In Florida, the following assets are exempt from probate:
- Trusts that are revocable. Beneficiaries are named in a revocable trust; thus, assets named in a revocable trust are exempt from probate.
- Beneficiaries Selected. Assets exempt from probate where beneficiaries have been designated to receive the asset upon the owner’s death, unless the estate itself is listed as the beneficiary.
- Transfer-on-death. If the owner of a bank account or property specifies that a specific beneficiary receives that asset upon the owner’s death, that is exactly what will happen, and there will be no probate involved.
- Joint Title with Survivorship Rights. Joint Title with Rights of Survivorship can be applied to both real estate and bank accounts. When an asset is titled in this manner, it is not subject to probate.
- Tenancy By Entireties. When one spouse dies, the surviving spouse is automatically designated as the asset owner. According to the law, an asset owned jointly by a married couple is treated as a Tenancy by the Entireties and is exempt from probate unless designated explicitly to another beneficiary.
- Homestead in Florida. The primary residence is also known as a homestead in Florida. If the deceased person was married at the time and/or had minor children, determining this property asset can be difficult. If the homestead property is not automatically transferred through a Revocable Trust, beneficiary designation, jointly with Rights of Survivorship, or Tenancy by Entireties, it will almost certainly have to go through probate.

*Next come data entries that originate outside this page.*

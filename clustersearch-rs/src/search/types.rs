//! Structured query and suggestion types for cluster search.

use serde::{Deserialize, Serialize};

/// Relational operators a user may type directly after `property:`.
///
/// A filter whose first value is one of these has not been given a value yet.
pub const OPERATORS: &[&str] = &["=", "<", ">", "<=", ">=", "!=", "!"];

/// A compiled search: free-text keywords plus property filters.
#[derive(Debug, Clone, Default, PartialEq, Eq, PartialOrd, Ord, Hash, Serialize, Deserialize)]
pub struct StructuredQuery {
    /// Free-text terms, matched as substrings by the search service.
    pub keywords: Vec<String>,
    /// Property filters. The same property may appear more than once.
    pub filters: Vec<SearchFilter>,
}

impl StructuredQuery {
    /// True when the query carries neither keywords nor filters.
    pub fn is_empty(&self) -> bool {
        self.keywords.is_empty() && self.filters.is_empty()
    }

    /// Remove every filter on `property`.
    pub fn without_property(mut self, property: &str) -> Self {
        self.filters.retain(|f| f.property != property);
        self
    }

    /// All values selected for `property`, across duplicate filters.
    pub fn values_for<'a, 'p>(&'a self, property: &'p str) -> impl Iterator<Item = &'a str> {
        self.filters
            .iter()
            .filter(move |f| f.property == property)
            .flat_map(|f| f.values.iter().map(String::as_str))
    }
}

/// A single `property:value[,value...]` clause.
#[derive(Debug, Clone, Default, PartialEq, Eq, PartialOrd, Ord, Hash, Serialize, Deserialize)]
pub struct SearchFilter {
    pub property: String,
    pub values: Vec<String>,
}

impl SearchFilter {
    pub fn new(property: impl Into<String>, values: Vec<String>) -> Self {
        Self {
            property: property.into(),
            values,
        }
    }
}

/// What the search bar should offer next.
#[derive(Debug, Clone, Copy, PartialEq, Eq, Serialize, Deserialize)]
#[serde(rename_all = "snake_case")]
pub enum AutocompleteMode {
    /// Suggest filter property names.
    Property,
    /// Suggest values for a specific property.
    Value,
}

/// Result of inspecting a partially typed search string.
#[derive(Debug, Clone, PartialEq, Eq, Serialize, Deserialize)]
pub struct Completion {
    pub mode: AutocompleteMode,
    /// Only present in [`AutocompleteMode::Value`].
    #[serde(skip_serializing_if = "Option::is_none")]
    pub target_property: Option<String>,
}

/// The request the search bar sends to the search service for suggestions.
#[derive(Debug, Clone, PartialEq, Eq, Serialize, Deserialize)]
#[serde(tag = "type", rename_all = "snake_case")]
pub enum CompletionRequest {
    /// Ask the schema for every searchable property.
    Schema,
    /// Ask for the values of `property` among resources matching `query`.
    Values {
        property: String,
        query: StructuredQuery,
    },
}

/// Kind of entries in a suggestion list.
#[derive(Debug, Clone, Copy, PartialEq, Eq, Serialize, Deserialize)]
#[serde(rename_all = "snake_case")]
pub enum SuggestionKind {
    Filter,
    Value,
}

impl SuggestionKind {
    /// Label for the disabled header item.
    pub fn header(self) -> &'static str {
        match self {
            SuggestionKind::Filter => "Filters",
            SuggestionKind::Value => "Filter values",
        }
    }
}

impl From<AutocompleteMode> for SuggestionKind {
    fn from(mode: AutocompleteMode) -> Self {
        match mode {
            AutocompleteMode::Property => SuggestionKind::Filter,
            AutocompleteMode::Value => SuggestionKind::Value,
        }
    }
}

/// One entry of the search bar's suggestion list.
#[derive(Debug, Clone, PartialEq, Eq, Serialize, Deserialize)]
pub struct Suggestion {
    pub id: String,
    pub key: String,
    pub name: String,
    pub kind: SuggestionKind,
    #[serde(default, skip_serializing_if = "std::ops::Not::not")]
    pub disabled: bool,
}
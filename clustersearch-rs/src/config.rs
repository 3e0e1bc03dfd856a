//! User configuration.
//!
//! Read from `$CLUSTERSEARCH_CONFIG` when set, otherwise from
//! `<config dir>/clustersearch/config.toml`. A missing file means defaults.

use crate::cache::MatchRule;
use crate::error::{Result, SearchError};
use crate::search::SuggestionOptions;
use serde::{Deserialize, Serialize};
use std::fs;
use std::path::{Path, PathBuf};

/// Environment variable overriding the config file location.
pub const CONFIG_ENV: &str = "CLUSTERSEARCH_CONFIG";

/// Top-level configuration.
#[derive(Debug, Clone, Default, PartialEq, Serialize, Deserialize)]
#[serde(default)]
pub struct Config {
    pub suggestions: SuggestionOptions,
    pub reconcile: ReconcileConfig,
    pub cache: CacheConfig,
}

/// How deletes are reconciled into cached results.
#[derive(Debug, Clone, Default, PartialEq, Eq, Serialize, Deserialize)]
#[serde(default)]
pub struct ReconcileConfig {
    pub match_rule: MatchRule,
}

/// Where the cache snapshot lives.
#[derive(Debug, Clone, Default, PartialEq, Eq, Serialize, Deserialize)]
#[serde(default)]
pub struct CacheConfig {
    /// Default snapshot file for commands that take `--cache`.
    pub path: Option<PathBuf>,
}

impl Config {
    /// Load configuration from the default location.
    pub fn load() -> Result<Self> {
        match Self::default_path() {
            Some(path) => Self::load_from(&path),
            None => Ok(Self::default()),
        }
    }

    /// Load configuration from `path`, or defaults when it does not exist.
    pub fn load_from(path: &Path) -> Result<Self> {
        if !path.exists() {
            return Ok(Self::default());
        }
        let content = fs::read_to_string(path).map_err(|e| {
            SearchError::ConfigError(format!("Failed to read {}: {}", path.display(), e))
        })?;
        Ok(toml::from_str(&content)?)
    }

    /// The config file path, if one can be determined.
    pub fn default_path() -> Option<PathBuf> {
        if let Some(path) = std::env::var_os(CONFIG_ENV) {
            return Some(PathBuf::from(path));
        }
        dirs::config_dir().map(|dir| dir.join("clustersearch").join("config.toml"))
    }
}
//! Alert command implementation.

use crate::alert::Alert;
use crate::cli::args::AlertArgs;
use crate::cli::output::Output;
use crate::error::Result;

pub fn run(args: &AlertArgs, output: &Output) -> Result<()> {
    output.print(&Alert::from_service_error(&args.message))
}
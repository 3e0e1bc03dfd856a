//! URL state commands.

use crate::cli::args::{DecodeUrlArgs, EncodeUrlArgs};
use crate::cli::output::Output;
use crate::error::Result;
use crate::search::url::{decode, encode};
use crate::search::{SearchUrlState, SearchView};
use serde::Serialize;

#[derive(Debug, Serialize)]
pub struct EncodeResponse {
    pub url: String,
}

#[derive(Debug, Serialize)]
pub struct DecodeResponse {
    #[serde(flatten)]
    pub state: SearchUrlState,
    pub view: SearchView,
}

pub fn encode_url(args: &EncodeUrlArgs, output: &Output) -> Result<()> {
    output.print(&EncodeResponse {
        url: encode(&args.text, &args.related),
    })
}

pub fn decode_url(args: &DecodeUrlArgs, output: &Output) -> Result<()> {
    let state = decode(&args.url);
    let view = state.view();
    output.print(&DecodeResponse { state, view })
}
//! CLI argument definitions using clap.

use crate::cache::{DeleteOrigin, MatchRule};
use crate::search::SuggestionKind;
use clap::{Args, Parser, Subcommand, ValueEnum};
use std::path::PathBuf;

#[derive(Parser, Debug)]
#[command(name = "clustersearch")]
#[command(author, version, about = "Cluster search query tools", long_about = None)]
pub struct Cli {
    /// Path to the config file (overrides the default location)
    #[arg(long, global = true)]
    pub config: Option<PathBuf>,

    /// Output as JSON (default)
    #[arg(long, global = true, conflicts_with_all = ["yaml", "toml"])]
    pub json: bool,

    /// Output as YAML
    #[arg(long, global = true, conflicts_with_all = ["json", "toml"])]
    pub yaml: bool,

    /// Output as TOML
    #[arg(long, global = true, conflicts_with_all = ["json", "yaml"])]
    pub toml: bool,

    /// Suppress non-essential output
    #[arg(short, long, global = true)]
    pub quiet: bool,

    /// Increase log verbosity (can be repeated)
    #[arg(short, long, global = true, action = clap::ArgAction::Count)]
    pub verbose: u8,

    #[command(subcommand)]
    pub command: Commands,
}

impl Cli {
    pub fn output_format(&self) -> OutputFormat {
        if self.yaml {
            OutputFormat::Yaml
        } else if self.toml {
            OutputFormat::Toml
        } else {
            OutputFormat::Json
        }
    }
}

#[derive(Debug, Clone, Copy, PartialEq, Eq, Default, ValueEnum)]
pub enum OutputFormat {
    #[default]
    Json,
    Yaml,
    Toml,
}

#[derive(Subcommand, Debug)]
pub enum Commands {
    /// Compile search text into a structured query
    Compile(TextArgs),

    /// Render a structured query (JSON) back into search text
    Serialize(SerializeArgs),

    /// Detect the autocomplete mode of partially typed search text
    Detect(TextArgs),

    /// Show the suggestion request the search bar would send
    Complete(TextArgs),

    /// Format raw properties or values as search bar suggestions
    Suggest(SuggestArgs),

    /// Encode search text and related kinds as a shareable URL query
    #[command(name = "encode-url")]
    EncodeUrl(EncodeUrlArgs),

    /// Decode a shareable URL back into search state
    #[command(name = "decode-url")]
    DecodeUrl(DecodeUrlArgs),

    /// Remove a deleted resource from a cache snapshot
    Reconcile(ReconcileArgs),

    /// Classify a search service error message
    Alert(AlertArgs),
}

#[derive(Args, Debug)]
pub struct TextArgs {
    /// Search text, exactly as typed
    #[arg(allow_hyphen_values = true)]
    pub text: String,
}

#[derive(Args, Debug)]
pub struct SerializeArgs {
    /// Structured query as JSON: {"keywords": [...], "filters": [...]}
    pub query: String,
}

#[derive(Debug, Clone, Copy, PartialEq, Eq, ValueEnum)]
pub enum SuggestKindArg {
    Property,
    Value,
}

impl From<SuggestKindArg> for SuggestionKind {
    fn from(kind: SuggestKindArg) -> Self {
        match kind {
            SuggestKindArg::Property => SuggestionKind::Filter,
            SuggestKindArg::Value => SuggestionKind::Value,
        }
    }
}

#[derive(Args, Debug)]
pub struct SuggestArgs {
    /// Raw property names or values from the search service
    pub values: Vec<String>,

    /// Whether the values are property names or values
    #[arg(long, value_enum, default_value = "property")]
    pub kind: SuggestKindArg,

    /// Search text typed so far
    #[arg(long, default_value = "", allow_hyphen_values = true)]
    pub typed: String,

    /// Drop values already selected in the typed text
    #[arg(long)]
    pub dedupe: bool,
}

#[derive(Args, Debug)]
pub struct EncodeUrlArgs {
    /// Search text, exactly as typed
    #[arg(allow_hyphen_values = true)]
    pub text: String,

    /// Related kind to expand when the page opens (repeatable)
    #[arg(long = "related")]
    pub related: Vec<String>,
}

#[derive(Args, Debug)]
pub struct DecodeUrlArgs {
    /// URL, path or query string
    pub url: String,
}

#[derive(Debug, Clone, Copy, PartialEq, Eq, ValueEnum)]
pub enum MatchRuleArg {
    UidAndName,
    Composite,
}

impl From<MatchRuleArg> for MatchRule {
    fn from(rule: MatchRuleArg) -> Self {
        match rule {
            MatchRuleArg::UidAndName => MatchRule::UidAndName,
            MatchRuleArg::Composite => MatchRule::Composite,
        }
    }
}

#[derive(Args, Debug)]
pub struct ReconcileArgs {
    /// Cache snapshot file (defaults to [cache] path from the config)
    #[arg(long)]
    pub cache: Option<PathBuf>,

    /// Search text active when the resource was deleted
    #[arg(long, default_value = "", allow_hyphen_values = true)]
    pub query: String,

    /// Deleted resource as JSON
    #[arg(long)]
    pub resource: String,

    /// The resource was deleted from a related resources table
    #[arg(long)]
    pub related: bool,

    /// Override the configured match rule
    #[arg(long, value_enum)]
    pub match_rule: Option<MatchRuleArg>,

    /// Show what would change without writing the snapshot
    #[arg(long)]
    pub dry_run: bool,
}

impl ReconcileArgs {
    pub fn origin(&self) -> DeleteOrigin {
        if self.related {
            DeleteOrigin::Related
        } else {
            DeleteOrigin::Results
        }
    }
}

#[derive(Args, Debug)]
pub struct AlertArgs {
    /// Error message returned by the search service
    pub message: String,
}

ASSETS THAT MUST PASS PROBATE
Anything only in the decedent’s name, such as a bank account, investment account, life insurance policy, individual retirement account left solely to the decedent’s estate (without a designated beneficiary), annuity contract with no designated beneficiary, or real estate with only the decedent’s name on it, is subject to probate in Florida. Unless it is a primary residence, real estate that is listed on it as “tenants in common” with another person is regarded as a probate asset (also known in Florida as a homestead property). The surviving spouse automatically receives property that is designated as being owned by “tenants in full” and does not need to go through probate.